* _Work required_
Pull each line containing "Print" from the data.

*** Opening Entries shown ***

//! Clap CLI definition: root struct, subcommands, and shared argument types.
use std::path::PathBuf;

use clap::{Parser, Subcommand, ValueEnum};

/// A CLI argument that is either a filesystem path or the stdin sentinel `"-"`.
///
/// Parsing `"-"` yields [`PathOrStdin::Stdin`]; anything else yields
/// [`PathOrStdin::Path`].  This avoids stringly-typed handling of the stdin
/// sentinel throughout the codebase.
#[derive(Clone, Debug)]
pub enum PathOrStdin {
    /// Read from standard input.
    Stdin,
    /// Read from the given filesystem path.
    Path(PathBuf),
}

impl std::str::FromStr for PathOrStdin {
    type Err = std::convert::Infallible;

    fn from_str(s: &str) -> Result<Self, Self::Err> {
        if s == "-" {
            Ok(PathOrStdin::Stdin)
        } else {
            Ok(PathOrStdin::Path(PathBuf::from(s)))
        }
    }
}

/// Output format for CLI commands.
#[derive(Clone, Debug, ValueEnum)]
pub enum OutputFormat {
    /// Human-readable plain text (default).
    Human,
    /// A single structured JSON object.
    Json,
}

/// All top-level subcommands exposed by the `maxpath` binary.
#[derive(Subcommand)]
pub enum Command {
    /// Find a longest simple path in a graph and report the max cut.
    Longest {
        /// Path to a graph JSON file, or `-` for stdin.
        #[arg(value_name = "FILE")]
        file: PathOrStdin,
        /// Step budget: stop after this many search steps and report the
        /// best path found so far. A truncated search exits 1.
        #[arg(long, value_name = "N")]
        max_steps: Option<u64>,
    },

    /// Print summary statistics for a graph.
    Inspect {
        /// Path to a graph JSON file, or `-` for stdin.
        #[arg(value_name = "FILE")]
        file: PathOrStdin,
    },

    /// Print the maxpath-core library version.
    Version,
}

/// Root CLI struct for the `maxpath` binary.
///
/// Global flags are marked `global = true` so that clap propagates them to
/// every subcommand.
#[derive(Parser)]
#[command(
    name = "maxpath",
    version,
    about = "Longest-simple-path search over directed graphs",
    long_about = "Finds a longest simple path in a directed graph by exhaustive\n\
                  depth-first backtracking from every edge, and reports the\n\
                  complementary edge set (the max cut)."
)]
pub struct Cli {
    /// Active subcommand.
    #[command(subcommand)]
    pub command: Command,

    /// Output format: human (default) or json.
    #[arg(long, short = 'f', default_value = "human", global = true)]
    pub format: OutputFormat,

    /// Maximum input file size in bytes.
    ///
    /// Can also be set via the `MAXPATH_MAX_FILE_SIZE` environment variable.
    /// The CLI flag takes precedence over the environment variable.
    /// Default: 268435456 (256 MB).
    #[arg(
        long,
        global = true,
        env = "MAXPATH_MAX_FILE_SIZE",
        default_value = "268435456"
    )]
    pub max_file_size: u64,
}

*** Closing Entries shown ***

* _Answer to this exercise_
    /// Print summary statistics for a graph.
    /// Print the maxpath-core library version.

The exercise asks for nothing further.